What is needed:
Report how many lines in the entries below hold the word "failing". Your answer is that number alone.

Collection entries:

# # # # #

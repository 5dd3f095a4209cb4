//! ciw - CI incident watch CLI

mod cli;

use std::io;
use std::path::Path;

use clap::Parser;
use ciw_core::aggregate::verify_totals;
use ciw_core::config::load_config;
use ciw_core::error::AppError;
use ciw_core::incident::incident_from_message;
use ciw_core::ingest::parse_artifacts;
use ciw_core::reconcile::decide_with;
use ciw_core::threshold::{
    analyze, compare_analyses, load_run_statistics, load_threshold_spec, read_analysis,
    write_analysis,
};
use ciw_tracker::assignee::{AssigneeResolver, ConfigAssigneeResolver};
use ciw_tracker::reconcile::{dedup_matcher, incident_for_run, reconcile_incident};
use ciw_tracker::tracker::github_issues::GithubIssueTracker;
use ciw_tracker::tracker::IssueTracker;
use serde::Serialize;
use tracing::info;
use tracing_subscriber::EnvFilter;

use crate::cli::{Cli, Commands};

fn main() {
    if let Err(err) = main_impl() {
        eprintln!("error: {err}");
        if err.retryable {
            eprintln!("hint: the failure is transient; rerunning may succeed");
        }
        std::process::exit(1);
    }
}

fn main_impl() -> Result<(), AppError> {
    let cli = Cli::parse();

    tracing_subscriber::fmt()
        .with_env_filter(EnvFilter::from_default_env())
        .with_target(false)
        .with_writer(io::stderr)
        .init();

    match cli.command {
        Commands::Parse { artifacts } => {
            let run = parse_artifacts(&artifacts)?;
            verify_totals(&run)?;
            print_json(&run)
        }
        Commands::Reconcile {
            config,
            message,
            source_url,
            dry_run,
            artifacts,
        } => run_reconcile(&config, message, source_url, dry_run, &artifacts),
        Commands::Analyze {
            stats,
            thresholds,
            out,
            previous,
        } => {
            let stats = load_run_statistics(&stats)?;
            let spec = load_threshold_spec(&thresholds)?;
            let records = analyze(&stats, &spec);
            write_analysis(&out, &records)?;
            let failing = records.iter().filter(|r| r.error).count();
            info!(
                records = records.len(),
                failing,
                out = %out.display(),
                "wrote analysis"
            );
            match previous {
                Some(prev) => print_json(&compare_analyses(&read_analysis(&prev)?, &records)),
                None => print_json(&records),
            }
        }
        Commands::Compare { previous, current } => {
            let trend = compare_analyses(&read_analysis(&previous)?, &read_analysis(&current)?);
            print_json(&trend)
        }
    }
}

fn run_reconcile(
    config: &Path,
    message: Option<String>,
    source_url: Option<String>,
    dry_run: bool,
    artifacts: &[std::path::PathBuf],
) -> Result<(), AppError> {
    let cfg = load_config(config)?;
    let source_url = source_url.or_else(|| cfg.source_url.clone());
    let assignees = ConfigAssigneeResolver::new(cfg.assignees.clone());

    let incident = match message {
        Some(text) => {
            let assignee = assignees.resolve_assignee(&cfg.service)?;
            incident_from_message(&cfg.service, &text, source_url, assignee)
        }
        None => {
            if artifacts.is_empty() {
                return Err(AppError::new(
                    "CONFIG_INVALID",
                    "Nothing to reconcile: pass artifacts or --message",
                ));
            }
            let run = parse_artifacts(artifacts)?;
            verify_totals(&run)?;
            incident_for_run(&cfg.service, &run, &cfg.policy, source_url, &assignees)?
        }
    };
    info!(
        service = %incident.service,
        fail = incident.counts.fail,
        total = incident.counts.total,
        dedup_key = %incident.dedup_key,
        "built incident"
    );

    let tracker = GithubIssueTracker::new(&cfg.tracker)?;
    let matcher = dedup_matcher(cfg.policy.matcher);
    if dry_run {
        let issues = tracker.list_issues(&incident.service)?;
        let action = decide_with(
            &incident.counts,
            &issues,
            &incident.dedup_key,
            matcher,
            &cfg.policy,
        );
        return print_json(&action);
    }

    let outcome = reconcile_incident(&tracker, &incident, matcher, &cfg.policy)?;
    print_json(&outcome)
}

fn print_json<T: Serialize>(value: &T) -> Result<(), AppError> {
    let json = serde_json::to_string_pretty(value).map_err(|e| {
        AppError::new("IO_ENCODE_FAILED", "Failed to encode output").with_details(e.to_string())
    })?;
    println!("{json}");
    Ok(())
}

# # # # #

Answer section:
2